The US, which on Sunday urged the RSF not to attack Wad Madani, has led mediation efforts with Saudi Arabia to broker a ceasefire in Sudan.

They were able to produce a series of ceasefires in the early days of the war, none of which lasted.

The regional Intergovernmental Authority on Development group said last week that the army and the RSF had agreed to a ceasefire, but both sides quickly distanced themselves from the claim.

The relative ease with which Wad Madani fell to the RSF underlines the vulnerability of an army reportedly split between factions loyal to the former regime of dictator Omar Al Bashir and those who support the dismantlement of his regime.

The army is also believed to be short on personnel, prompting repeated calls for volunteers to join the fight.

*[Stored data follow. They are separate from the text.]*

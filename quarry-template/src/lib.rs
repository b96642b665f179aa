//! # quarry-template — prompt template storage, validation, and rendering
//!
//! Stores [`PromptTemplate`]s with the placeholder/`input_variables`
//! invariant enforced at construction, validates variables against an
//! optional per-variable [`VariableSchema`] at render time, and resolves
//! which template to use via [`TemplateRegistry`]'s explicit-id /
//! user-default / system-default selection policy.

#![deny(missing_docs)]

mod error;
mod registry;
mod template;

pub use error::TemplateError;
pub use registry::TemplateRegistry;
pub use template::{PromptTemplate, RenderedPrompt, TemplateType, VariableSchema, VariableType};
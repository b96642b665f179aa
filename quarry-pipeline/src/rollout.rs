//! Staged-pipeline rollout selection: environment override, else an
//! explicit flag, else a stable percentage hash-rollout keyed by user id,
//! else disabled.

const ROLLOUT_ENV_VAR: &str = "QUARRY_USE_STAGED_PIPELINE";

/// FNV-1a: deterministic across processes and platforms, unlike the
/// std library's randomized `DefaultHasher` — a rollout bucket must be
/// stable for the same user id every time it's computed.
fn stable_hash(input: &str) -> u64 {
    const FNV_OFFSET: u64 = 0xcbf29ce484222325;
    const FNV_PRIME: u64 = 0x100000001b3;
    input
        .bytes()
        .fold(FNV_OFFSET, |hash, byte| (hash ^ byte as u64).wrapping_mul(FNV_PRIME))
}

/// Whether the staged pipeline path should run, given an optional
/// `user_id` for bucketing and a rollout `percentage` (0-100).
///
/// Precedence: the `QUARRY_USE_STAGED_PIPELINE` environment variable
/// (`true`/`1`/`yes`/`on`, case-insensitive) overrides everything; absent
/// that, `override_flag` wins if set; absent that, `user_id` is bucketed
/// by a stable hash against `percentage`; with no user id, defaults to
/// disabled.
pub fn staged_enabled(user_id: Option<&str>, override_flag: Option<bool>, percentage: u8) -> bool {
    if let Ok(value) = std::env::var(ROLLOUT_ENV_VAR) {
        return matches!(value.to_lowercase().as_str(), "true" | "1" | "yes" | "on");
    }

    if let Some(flag) = override_flag {
        return flag;
    }

    match user_id {
        Some(id) if percentage > 0 => (stable_hash(id) % 100) < percentage as u64,
        _ => false,
    }
}

#[cfg(test)]
mod tests {
    use super::*;
    use serial_test::serial;

    #[test]
    #[serial]
    fn env_override_wins_over_everything() {
        std::env::set_var(ROLLOUT_ENV_VAR, "true");
        assert!(staged_enabled(Some("u1"), Some(false), 0));
        std::env::set_var(ROLLOUT_ENV_VAR, "off");
        assert!(!staged_enabled(Some("u1"), Some(true), 100));
        std::env::remove_var(ROLLOUT_ENV_VAR);
    }

    #[test]
    #[serial]
    fn explicit_flag_wins_when_no_env_override() {
        std::env::remove_var(ROLLOUT_ENV_VAR);
        assert!(staged_enabled(Some("u1"), Some(true), 0));
        assert!(!staged_enabled(Some("u1"), Some(false), 100));
    }

    #[test]
    #[serial]
    fn percentage_rollout_is_deterministic_per_user() {
        std::env::remove_var(ROLLOUT_ENV_VAR);
        let first = staged_enabled(Some("stable-user"), None, 50);
        let second = staged_enabled(Some("stable-user"), None, 50);
        assert_eq!(first, second);
    }

    #[test]
    #[serial]
    fn zero_percent_never_enables() {
        std::env::remove_var(ROLLOUT_ENV_VAR);
        for i in 0..20 {
            assert!(!staged_enabled(Some(&format!("user-{i}")), None, 0));
        }
    }

    #[test]
    #[serial]
    fn hundred_percent_always_enables() {
        std::env::remove_var(ROLLOUT_ENV_VAR);
        for i in 0..20 {
            assert!(staged_enabled(Some(&format!("user-{i}")), None, 100));
        }
    }

    #[test]
    #[serial]
    fn no_user_id_defaults_disabled() {
        std::env::remove_var(ROLLOUT_ENV_VAR);
        assert!(!staged_enabled(None, None, 100));
    }
}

The army has also been relying, with limited success, on artillery and air strikes, causing thousands of civilian deaths and failing to dislodge RSF fighters embedded in Khartoum's residential districts.

“This is treason. The army practically handed Wad Madani to the Rapid Support Forces,” said Mohammed Abul Tayeb, a resident of the city. “We have fed the whole of Sudan for 70 years and the army did not defend us.”

The Sudan conflict, the latest in a series of civil wars dating back to the 1950s, is essentially a struggle for political and military superiority between army chief Gen Abdel Fattah Al Burhan and his one-time ally Gen Dagalo.

The pair claim to be fighting to defend the Sudanese people and restore the nation's democratic transition, which they upended when they jointly seized power in a 2021 coup that toppled a civilian-led government.

Gen Dagalo had more to say about the RSF's war mission in Tuesday's statement.

“This glorious victory will not distract us from our actual goal: to return Sudan to the path of democratic transition.” he said.

The RSF, he added, is prepared to empower genuine political forces to set up a civilian-led transitional government to build a “new state” in which the military is removed from politics.